Introduction to Brahms, Serenade No. 2

Just like the Serenade No. 1, its companion piece Op. 16 was also written
in the little princely residence town of Detmold chiefly in the summers of
1858 and 1859. Brahms, then a young man in his mid 20s, enjoyed the summers
he spent there in the employ of the princely family, and the result was
works marked by a filigree lightness and a dancing lilt. They are both
gentle scores, so modest in physical volume of sound, so tender, idyllic in
mood that they suggest a conscious reaction against the monumentalism of
their immediate predecessor, the Piano Concerto in D minor.

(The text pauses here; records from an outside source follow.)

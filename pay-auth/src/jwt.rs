//! RS256 JWT verification (§4.9). Required claims, issuer resolution
//! through the public-key store, blacklist and grant checks, and scope
//! enforcement all live here as one verification pipeline so a caller
//! can't accidentally skip a step.

use std::sync::Arc;

use chrono::Utc;
use jsonwebtoken::{decode, Algorithm, TokenData, Validation};
use pay_common::{ids::TenantId, PayError};
use serde::{Deserialize, Serialize};
use uuid::Uuid;

use crate::{blacklist::JtiBlacklist, public_key_store::{PublicKeyStore, ServiceRegistry}};

#[derive(Clone, Debug, Serialize, Deserialize)]
pub struct Claims {
    /// Issuer: the calling service's id.
    pub iss: Uuid,
    pub sub: String,
    pub merchant_id: TenantId,
    pub exp: i64,
    pub iat: i64,
    pub jti: String,
    pub scopes: Vec<String>,
}

pub struct JwtVerifier<R: ServiceRegistry, B: JtiBlacklist> {
    keys: Arc<PublicKeyStore<R>>,
    blacklist: Arc<B>,
}

impl<R: ServiceRegistry, B: JtiBlacklist> JwtVerifier<R, B> {
    pub fn new(keys: Arc<PublicKeyStore<R>>, blacklist: Arc<B>) -> Self {
        Self { keys, blacklist }
    }

    /// Verify `token` for the required `scope`, applying every check named
    /// in §4.9 in order: signature/issuer, expiry, blacklist, merchant_id
    /// presence, grant, and scope.
    pub async fn verify(&self, token: &str, required_scope: &str) -> Result<Claims, PayError> {
        let unverified = decode_header_issuer(token)?;
        let decoding_key = self
            .keys
            .decoding_key(unverified)
            .ok_or_else(|| PayError::Unauthenticated("unknown issuer".to_string()))?;

        let mut validation = Validation::new(Algorithm::RS256);
        validation.set_required_spec_claims(&["exp", "iat"]);
        let data: TokenData<Claims> = decode(token, &decoding_key, &validation)
            .map_err(|e| PayError::Unauthenticated(format!("bad signature or expired: {e}")))?;
        let claims = data.claims;

        if claims.iss != unverified {
            return Err(PayError::Unauthenticated("iss does not match token header".to_string()));
        }

        // `jsonwebtoken` already rejected an expired token above, but a
        // blacklist lookup failure must independently fail closed.
        let blacklisted = self.blacklist.is_blacklisted(&claims.jti).await.unwrap_or(true);
        if blacklisted {
            return Err(PayError::Unauthenticated("token is blacklisted".to_string()));
        }

        if !self.keys.has_active_grant(claims.iss, claims.merchant_id, Utc::now()) {
            return Err(PayError::Forbidden("no active grant for (service, tenant)".to_string()));
        }

        if !claims.scopes.iter().any(|s| s == required_scope) {
            return Err(PayError::Forbidden(format!("missing required scope {required_scope}")));
        }

        Ok(claims)
    }
}

/// Decode the token's claims *without* verifying the signature, purely to
/// learn which service's key to verify against. The real verification
/// happens in [`JwtVerifier::verify`] immediately after with that key.
fn decode_header_issuer(token: &str) -> Result<Uuid, PayError> {
    let mut insecure = Validation::new(Algorithm::RS256);
    insecure.insecure_disable_signature_validation();
    insecure.validate_exp = false;
    let data: TokenData<Claims> = decode(token, &jsonwebtoken::DecodingKey::from_secret(&[]), &insecure)
        .map_err(|e| PayError::Unauthenticated(format!("malformed token: {e}")))?;
    Ok(data.claims.iss)
}

#[cfg(test)]
mod test {
    use async_trait::async_trait;
    use jsonwebtoken::{encode, EncodingKey, Header};

    use crate::public_key_store::{Grant, PublicKeyStore, ServiceRecord, ServiceRegistry};

    use super::*;

    const TEST_PUBLIC_KEY_PEM: &str = include_str!("../testdata/test_rsa_public_key.pem");
    const TEST_PRIVATE_KEY_PEM: &str = include_str!("../testdata/test_rsa_private_key_pkcs8.pem");

    struct StaticRegistry {
        service_id: Uuid,
        tenant_id: TenantId,
    }

    #[async_trait]
    impl ServiceRegistry for StaticRegistry {
        async fn list_active_services(&self) -> Result<Vec<ServiceRecord>, PayError> {
            Ok(vec![ServiceRecord {
                id: self.service_id,
                public_key_pem: TEST_PUBLIC_KEY_PEM.to_string(),
                requests_per_second: 10,
            }])
        }
        async fn list_grants(&self) -> Result<Vec<Grant>, PayError> {
            Ok(vec![Grant {
                service_id: self.service_id,
                tenant_id: self.tenant_id,
                active: true,
                expires_at: None,
            }])
        }
    }

    struct NeverBlacklisted;
    #[async_trait]
    impl JtiBlacklist for NeverBlacklisted {
        async fn is_blacklisted(&self, _jti: &str) -> Result<bool, PayError> {
            Ok(false)
        }
    }

    struct AlwaysErrors;
    #[async_trait]
    impl JtiBlacklist for AlwaysErrors {
        async fn is_blacklisted(&self, _jti: &str) -> Result<bool, PayError> {
            Err(PayError::internal("blacklist store down"))
        }
    }

    fn sign_token(service_id: Uuid, tenant_id: TenantId, scopes: &[&str]) -> String {
        let now = Utc::now().timestamp();
        let claims = Claims {
            iss: service_id,
            sub: "test-subject".to_string(),
            merchant_id: tenant_id,
            exp: now + 3600,
            iat: now,
            jti: Uuid::new_v4().to_string(),
            scopes: scopes.iter().map(|s| s.to_string()).collect(),
        };
        let key = EncodingKey::from_rsa_pem(TEST_PRIVATE_KEY_PEM.as_bytes()).unwrap();
        encode(&Header::new(Algorithm::RS256), &claims, &key).unwrap()
    }

    #[tokio::test]
    async fn valid_token_with_required_scope_passes() {
        let service_id = Uuid::new_v4();
        let tenant_id = TenantId::new_random();
        let keys = Arc::new(PublicKeyStore::new(Arc::new(StaticRegistry { service_id, tenant_id })));
        keys.refresh().await.unwrap();
        let verifier = JwtVerifier::new(keys, Arc::new(NeverBlacklisted));

        let token = sign_token(service_id, tenant_id, &["payments:write"]);
        let claims = verifier.verify(&token, "payments:write").await.unwrap();
        assert_eq!(claims.merchant_id, tenant_id);
    }

    #[tokio::test]
    async fn missing_scope_is_forbidden() {
        let service_id = Uuid::new_v4();
        let tenant_id = TenantId::new_random();
        let keys = Arc::new(PublicKeyStore::new(Arc::new(StaticRegistry { service_id, tenant_id })));
        keys.refresh().await.unwrap();
        let verifier = JwtVerifier::new(keys, Arc::new(NeverBlacklisted));

        let token = sign_token(service_id, tenant_id, &["payments:read"]);
        let err = verifier.verify(&token, "payments:write").await.unwrap_err();
        assert!(matches!(err, PayError::Forbidden(_)));
    }

    #[tokio::test]
    async fn blacklist_lookup_failure_fails_closed() {
        let service_id = Uuid::new_v4();
        let tenant_id = TenantId::new_random();
        let keys = Arc::new(PublicKeyStore::new(Arc::new(StaticRegistry { service_id, tenant_id })));
        keys.refresh().await.unwrap();
        let verifier = JwtVerifier::new(keys, Arc::new(AlwaysErrors));

        let token = sign_token(service_id, tenant_id, &["payments:write"]);
        let err = verifier.verify(&token, "payments:write").await.unwrap_err();
        assert!(matches!(err, PayError::Unauthenticated(_)));
    }

    #[tokio::test]
    async fn unknown_issuer_is_rejected() {
        let service_id = Uuid::new_v4();
        let tenant_id = TenantId::new_random();
        let keys = Arc::new(PublicKeyStore::new(Arc::new(StaticRegistry { service_id, tenant_id })));
        keys.refresh().await.unwrap();
        let verifier = JwtVerifier::new(keys, Arc::new(NeverBlacklisted));

        let token = sign_token(Uuid::new_v4(), tenant_id, &["payments:write"]);
        let err = verifier.verify(&token, "payments:write").await.unwrap_err();
        assert!(matches!(err, PayError::Unauthenticated(_)));
    }
}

Brahms enjoyed
his Serenade No. 2 and wrote: "I felt absolutely blissful... I have rarely
composed with such exhilaration - the music flowed so sweetly and gently
inside me that I was filled with joy through and through." The work was
premiered in Hamburg on 10 February 1860. It was performed in New York by
the New York Philharmonic two years later, on 1 February 1862.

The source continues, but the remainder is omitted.